04/24/1996 07:13:46 Total number of objects inspected:   13,496
04/24/1996 07:13:46 Total number of objects backed up:      109
04/24/1996 07:13:46 Total number of objects updated:          0
04/24/1996 07:13:46 Total number of objects rebound:          0
04/24/1996 07:13:46 Total number of objects deleted:          1
04/24/1996 07:13:46 Total number of objects failed:           0
04/24/1996 07:13:46 Total number of bytes transferred:  1,828.8 KB
04/24/1996 07:13:46 Data transfer time:                    3.33 sec
04/24/1996 07:13:46 Data transfer rate:                  548.94 KB/sec
04/24/1996 07:13:46 Average file size:                     27.3 KB
04/24/1996 07:13:46 Compression percent reduction:        41.86%
04/24/1996 07:13:46 Elapsed processing time:            0:02:58

In looking at my log, it seems that performance has improved with version 2 of
the server, and also with the latest client levels (this is V2.1.0.3)
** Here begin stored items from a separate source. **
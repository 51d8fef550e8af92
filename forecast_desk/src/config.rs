//! Desk configuration loaded from TOML
//!
//! Every field has a default, so an empty file (or no file) is a valid
//! configuration:
//!
//! ```toml
//! [cache]
//! ttl_secs = 30
//! capacity = 256
//!
//! [synthetic]
//! seed = 42
//! length = 90
//! start_price = 100.0
//! daily_drift = 0.0005
//! daily_volatility = 0.015
//! ```

use crate::error::{DeskError, Result};
use serde::{Deserialize, Serialize};
use std::path::Path;

/// Forecast cache settings
#[derive(Debug, Clone, PartialEq, Serialize, Deserialize)]
#[serde(default)]
pub struct CacheConfig {
    /// Seconds a cached forecast stays fresh
    pub ttl_secs: u64,
    /// Maximum number of cached forecasts
    pub capacity: usize,
}

impl Default for CacheConfig {
    fn default() -> Self {
        Self {
            ttl_secs: 30,
            capacity: 256,
        }
    }
}

/// Parameters of the synthetic random-walk history
#[derive(Debug, Clone, PartialEq, Serialize, Deserialize)]
#[serde(default)]
pub struct SyntheticConfig {
    /// Base seed, combined with the symbol
    pub seed: u64,
    /// Number of closes generated per symbol
    pub length: usize,
    /// First close
    pub start_price: f64,
    /// Mean daily return
    pub daily_drift: f64,
    /// Standard deviation of daily returns
    pub daily_volatility: f64,
}

impl Default for SyntheticConfig {
    fn default() -> Self {
        Self {
            seed: 42,
            length: 90,
            start_price: 100.0,
            daily_drift: 0.0005,
            daily_volatility: 0.015,
        }
    }
}

/// Top-level desk configuration
#[derive(Debug, Clone, Default, PartialEq, Serialize, Deserialize)]
#[serde(default)]
pub struct DeskConfig {
    pub cache: CacheConfig,
    pub synthetic: SyntheticConfig,
}

impl DeskConfig {
    /// Parse and validate a TOML document
    pub fn from_toml_str(source: &str) -> Result<Self> {
        let config: DeskConfig = toml::from_str(source)?;
        config.validate()?;
        Ok(config)
    }

    /// Read, parse and validate a TOML file
    pub fn from_file<P: AsRef<Path>>(path: P) -> Result<Self> {
        let source = std::fs::read_to_string(path)?;
        Self::from_toml_str(&source)
    }

    /// Check value ranges
    pub fn validate(&self) -> Result<()> {
        if self.cache.capacity == 0 {
            return Err(DeskError::Config(
                "cache.capacity must be greater than zero".to_string(),
            ));
        }

        let synthetic = &self.synthetic;
        if synthetic.length == 0 {
            return Err(DeskError::Config(
                "synthetic.length must be greater than zero".to_string(),
            ));
        }
        if !synthetic.start_price.is_finite() || synthetic.start_price <= 0.0 {
            return Err(DeskError::Config(
                "synthetic.start_price must be a positive number".to_string(),
            ));
        }
        if !synthetic.daily_volatility.is_finite() || synthetic.daily_volatility < 0.0 {
            return Err(DeskError::Config(
                "synthetic.daily_volatility must be non-negative".to_string(),
            ));
        }
        if !synthetic.daily_drift.is_finite() {
            return Err(DeskError::Config(
                "synthetic.daily_drift must be finite".to_string(),
            ));
        }

        Ok(())
    }
}
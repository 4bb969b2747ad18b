use serde::{Deserialize, Serialize};

use super::sections::{
    CodeStructureSection, FeaturesSection, IntegrationsSection, ObjectiveSection, ProjectInfo,
    RequirementsSection, RestrictionsSection, ScalabilitySection, SecuritySection, StackSection,
    SystemTypeSection, UxUiSection,
};

/// Identifies one wizard section. Declaration order is the canonical
/// document order.
#[derive(
    Debug, Clone, Copy, Serialize, Deserialize, PartialEq, Eq, Hash, PartialOrd, Ord,
)]
#[cfg_attr(feature = "typescript", derive(ts_rs::TS))]
#[cfg_attr(feature = "typescript", ts(export))]
#[serde(rename_all = "snake_case")]
pub enum SectionKey {
    Project,
    SystemType,
    Objective,
    Requirements,
    Features,
    #[serde(rename = "uxui")]
    UxUi,
    Stack,
    Security,
    CodeStructure,
    Scalability,
    Restrictions,
    Integrations,
}

impl SectionKey {
    /// All sections in document order.
    pub const ALL: [SectionKey; 12] = [
        Self::Project,
        Self::SystemType,
        Self::Objective,
        Self::Requirements,
        Self::Features,
        Self::UxUi,
        Self::Stack,
        Self::Security,
        Self::CodeStructure,
        Self::Scalability,
        Self::Restrictions,
        Self::Integrations,
    ];

    pub fn as_str(&self) -> &'static str {
        match self {
            Self::Project => "project",
            Self::SystemType => "system_type",
            Self::Objective => "objective",
            Self::Requirements => "requirements",
            Self::Features => "features",
            Self::UxUi => "uxui",
            Self::Stack => "stack",
            Self::Security => "security",
            Self::CodeStructure => "code_structure",
            Self::Scalability => "scalability",
            Self::Restrictions => "restrictions",
            Self::Integrations => "integrations",
        }
    }

    pub fn parse(s: &str) -> Option<Self> {
        match s {
            "project" => Some(Self::Project),
            "system_type" => Some(Self::SystemType),
            "objective" => Some(Self::Objective),
            "requirements" => Some(Self::Requirements),
            "features" => Some(Self::Features),
            "uxui" | "ux_ui" => Some(Self::UxUi),
            "stack" => Some(Self::Stack),
            "security" => Some(Self::Security),
            "code_structure" => Some(Self::CodeStructure),
            "scalability" => Some(Self::Scalability),
            "restrictions" => Some(Self::Restrictions),
            "integrations" => Some(Self::Integrations),
            _ => None,
        }
    }
}

impl std::fmt::Display for SectionKey {
    fn fmt(&self, f: &mut std::fmt::Formatter<'_>) -> std::fmt::Result {
        f.write_str(self.as_str())
    }
}

/// The whole project description under construction. One field per wizard
/// section, all independently editable.
#[derive(Debug, Clone, Serialize, Deserialize, Default, PartialEq, Eq)]
#[cfg_attr(feature = "typescript", derive(ts_rs::TS))]
#[cfg_attr(feature = "typescript", ts(export))]
pub struct PromptConfig {
    #[serde(default)]
    pub project: ProjectInfo,
    #[serde(default)]
    pub system_type: SystemTypeSection,
    #[serde(default)]
    pub objective: ObjectiveSection,
    #[serde(default)]
    pub requirements: RequirementsSection,
    #[serde(default)]
    pub features: FeaturesSection,
    #[serde(default)]
    pub uxui: UxUiSection,
    #[serde(default)]
    pub stack: StackSection,
    #[serde(default)]
    pub security: SecuritySection,
    #[serde(default)]
    pub code_structure: CodeStructureSection,
    #[serde(default)]
    pub scalability: ScalabilitySection,
    #[serde(default)]
    pub restrictions: RestrictionsSection,
    #[serde(default)]
    pub integrations: IntegrationsSection,
}

impl PromptConfig {
    /// Restore one section to its defaults, leaving the rest untouched.
    pub fn reset_section(&mut self, key: SectionKey) {
        match key {
            SectionKey::Project => self.project = ProjectInfo::default(),
            SectionKey::SystemType => self.system_type = SystemTypeSection::default(),
            SectionKey::Objective => self.objective = ObjectiveSection::default(),
            SectionKey::Requirements => self.requirements = RequirementsSection::default(),
            SectionKey::Features => self.features = FeaturesSection::default(),
            SectionKey::UxUi => self.uxui = UxUiSection::default(),
            SectionKey::Stack => self.stack = StackSection::default(),
            SectionKey::Security => self.security = SecuritySection::default(),
            SectionKey::CodeStructure => self.code_structure = CodeStructureSection::default(),
            SectionKey::Scalability => self.scalability = ScalabilitySection::default(),
            SectionKey::Restrictions => self.restrictions = RestrictionsSection::default(),
            SectionKey::Integrations => self.integrations = IntegrationsSection::default(),
        }
    }

    /// Whether the section holds any content worth rendering.
    pub fn section_is_populated(&self, key: SectionKey) -> bool {
        match key {
            SectionKey::Project => self.project.is_populated(),
            SectionKey::SystemType => self.system_type.is_populated(),
            SectionKey::Objective => self.objective.is_populated(),
            SectionKey::Requirements => self.requirements.is_populated(),
            SectionKey::Features => self.features.is_populated(),
            SectionKey::UxUi => self.uxui.is_populated(),
            SectionKey::Stack => self.stack.is_populated(),
            SectionKey::Security => self.security.is_populated(),
            SectionKey::CodeStructure => self.code_structure.is_populated(),
            SectionKey::Scalability => self.scalability.is_populated(),
            SectionKey::Restrictions => self.restrictions.is_populated(),
            SectionKey::Integrations => self.integrations.is_populated(),
        }
    }
}

#[cfg(test)]
mod tests {
    use super::*;

    #[test]
    fn test_section_key_order() {
        assert_eq!(SectionKey::ALL[0], SectionKey::Project);
        assert_eq!(SectionKey::ALL[1], SectionKey::SystemType);
        assert_eq!(SectionKey::ALL[2], SectionKey::Objective);
        assert_eq!(SectionKey::ALL[11], SectionKey::Integrations);
        assert_eq!(SectionKey::ALL.len(), 12);
    }

    #[test]
    fn test_section_key_parsing() {
        assert_eq!(SectionKey::parse("project"), Some(SectionKey::Project));
        assert_eq!(SectionKey::parse("system_type"), Some(SectionKey::SystemType));
        assert_eq!(SectionKey::parse("uxui"), Some(SectionKey::UxUi));
        assert_eq!(SectionKey::parse("ux_ui"), Some(SectionKey::UxUi));
        assert_eq!(SectionKey::parse("invalid"), None);
    }

    #[test]
    fn test_section_key_round_trip() {
        for key in SectionKey::ALL {
            assert_eq!(SectionKey::parse(key.as_str()), Some(key));
        }
    }

    #[test]
    fn test_section_key_serde_matches_as_str() {
        for key in SectionKey::ALL {
            let json = serde_json::to_string(&key).unwrap();
            assert_eq!(json, format!("\"{}\"", key.as_str()));
        }
    }

    #[test]
    fn test_default_config_has_no_content() {
        let config = PromptConfig::default();
        for key in SectionKey::ALL {
            assert!(!config.section_is_populated(key), "section {key}");
        }
    }

    #[test]
    fn test_reset_section_leaves_others_untouched() {
        let mut config = PromptConfig::default();
        config.project.title = "Invoicing SaaS".to_string();
        config.objective.primary_objective = "Automate invoicing".to_string();

        config.reset_section(SectionKey::Objective);

        assert!(config.objective.primary_objective.is_empty());
        assert_eq!(config.project.title, "Invoicing SaaS");
    }

    #[test]
    fn test_config_deserializes_from_empty_object() {
        let config: PromptConfig = serde_json::from_str("{}").unwrap();
        assert_eq!(config, PromptConfig::default());
    }
}
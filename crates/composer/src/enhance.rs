use async_trait::async_trait;
use regex::Regex;
use thiserror::Error;

/// Error from an enhancement provider.
#[derive(Error, Debug, Clone, PartialEq, Eq)]
pub enum EnhanceError {
    #[error("Enhancement provider failed: {0}")]
    Provider(String),

    #[error("Enhancement provider returned an empty response")]
    EmptyResponse,
}

/// Rewrites a raw objective statement into sharper text. Implementations
/// typically call a language model; the document pipeline itself never
/// performs I/O.
#[async_trait]
pub trait ObjectiveEnhancer: Send + Sync {
    async fn enhance(&self, text: &str) -> Result<String, EnhanceError>;
}

/// Strip one leading bold "Objetivo Principal" label that enhancement
/// providers tend to echo back, then trim. Case-insensitive, tolerates a
/// colon inside or after the bold markers. Text without the label passes
/// through trimmed.
pub fn strip_objective_label(text: &str) -> String {
    let pattern = Regex::new(r"(?i)^\s*\*\*\s*objetivo\s+principal\s*:?\s*\*\*\s*:?\s*")
        .expect("Invalid objective label pattern");
    pattern.replace(text, "").trim().to_string()
}

#[cfg(test)]
mod tests {
    use super::*;

    #[test]
    fn test_strips_bold_label_with_inner_colon() {
        assert_eq!(
            strip_objective_label("**Objetivo Principal:** Automate invoicing"),
            "Automate invoicing"
        );
    }

    #[test]
    fn test_strips_bold_label_with_outer_colon() {
        assert_eq!(
            strip_objective_label("**Objetivo Principal**: Automate invoicing"),
            "Automate invoicing"
        );
    }

    #[test]
    fn test_strip_is_case_insensitive() {
        assert_eq!(
            strip_objective_label("**OBJETIVO PRINCIPAL:** Reduce churn"),
            "Reduce churn"
        );
        assert_eq!(
            strip_objective_label("  **objetivo principal** grow revenue"),
            "grow revenue"
        );
    }

    #[test]
    fn test_text_without_label_passes_through_trimmed() {
        assert_eq!(
            strip_objective_label("  Launch the beta in Q3  "),
            "Launch the beta in Q3"
        );
    }

    #[test]
    fn test_label_in_the_middle_is_kept() {
        let text = "Ship fast. **Objetivo Principal:** is not a prefix here";
        assert_eq!(strip_objective_label(text), text);
    }

    #[test]
    fn test_only_first_label_is_stripped() {
        assert_eq!(
            strip_objective_label("**Objetivo Principal:** **Objetivo Principal:** doubled"),
            "**Objetivo Principal:** doubled"
        );
    }

    struct EchoEnhancer;

    #[async_trait]
    impl ObjectiveEnhancer for EchoEnhancer {
        async fn enhance(&self, text: &str) -> Result<String, EnhanceError> {
            if text.is_empty() {
                return Err(EnhanceError::EmptyResponse);
            }
            Ok(format!("**Objetivo Principal:** {text}"))
        }
    }

    #[tokio::test]
    async fn test_enhancer_output_composes_with_strip() {
        let enhanced = EchoEnhancer.enhance("Automate invoicing").await.unwrap();
        assert_eq!(strip_objective_label(&enhanced), "Automate invoicing");

        let err = EchoEnhancer.enhance("").await.unwrap_err();
        assert_eq!(err, EnhanceError::EmptyResponse);
    }
}
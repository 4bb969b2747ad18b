use thiserror::Error;

pub type Result<T> = std::result::Result<T, CoreError>;

#[derive(Error, Debug)]
pub enum CoreError {
    #[error("Too many entries for {field}: at most {max} allowed")]
    CustomEntryLimit { field: &'static str, max: usize },

    #[error("Value for {field} exceeds {max} characters")]
    ValueTooLong { field: &'static str, max: usize },

    #[error("Unknown option '{id}' for {field}")]
    UnknownOption { field: &'static str, id: String },
}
This has rambled on farther than I intended - hope it is of interest.

Jerry Lawson
jlawson AT itthartford DOT com



________________________Forward Header________________________
Author: INTERNET.OWNERAD
Subject: ADSM Performance
04-26-96 09:55 AM

  I had installed ADSM several years ago, but there was not much interest in
it at the time.  There have been several people requesting to use it now and
I was wanting to get some statistics from other folks using ADSM.  I ran a
sample job yesterday on my PC and got the following results:

Files examined       10,644
Files backed up       8,440
Bytes transferred       615 MB
Transfer rate           280 KB/sec
Elapsed time        3:22:46

This seems really slow.  If I have several people backing up at the same
time, will this slow it even more?

Also it asked for 4 cartridges.  We have 3480's with IDRC so I defined them
as 3480XF to ADSM, but all they hold is approx. 200 MB.  Is this normal?

I am thinking that I don't have something set quite right, but I would like
to find out what other people are experiencing.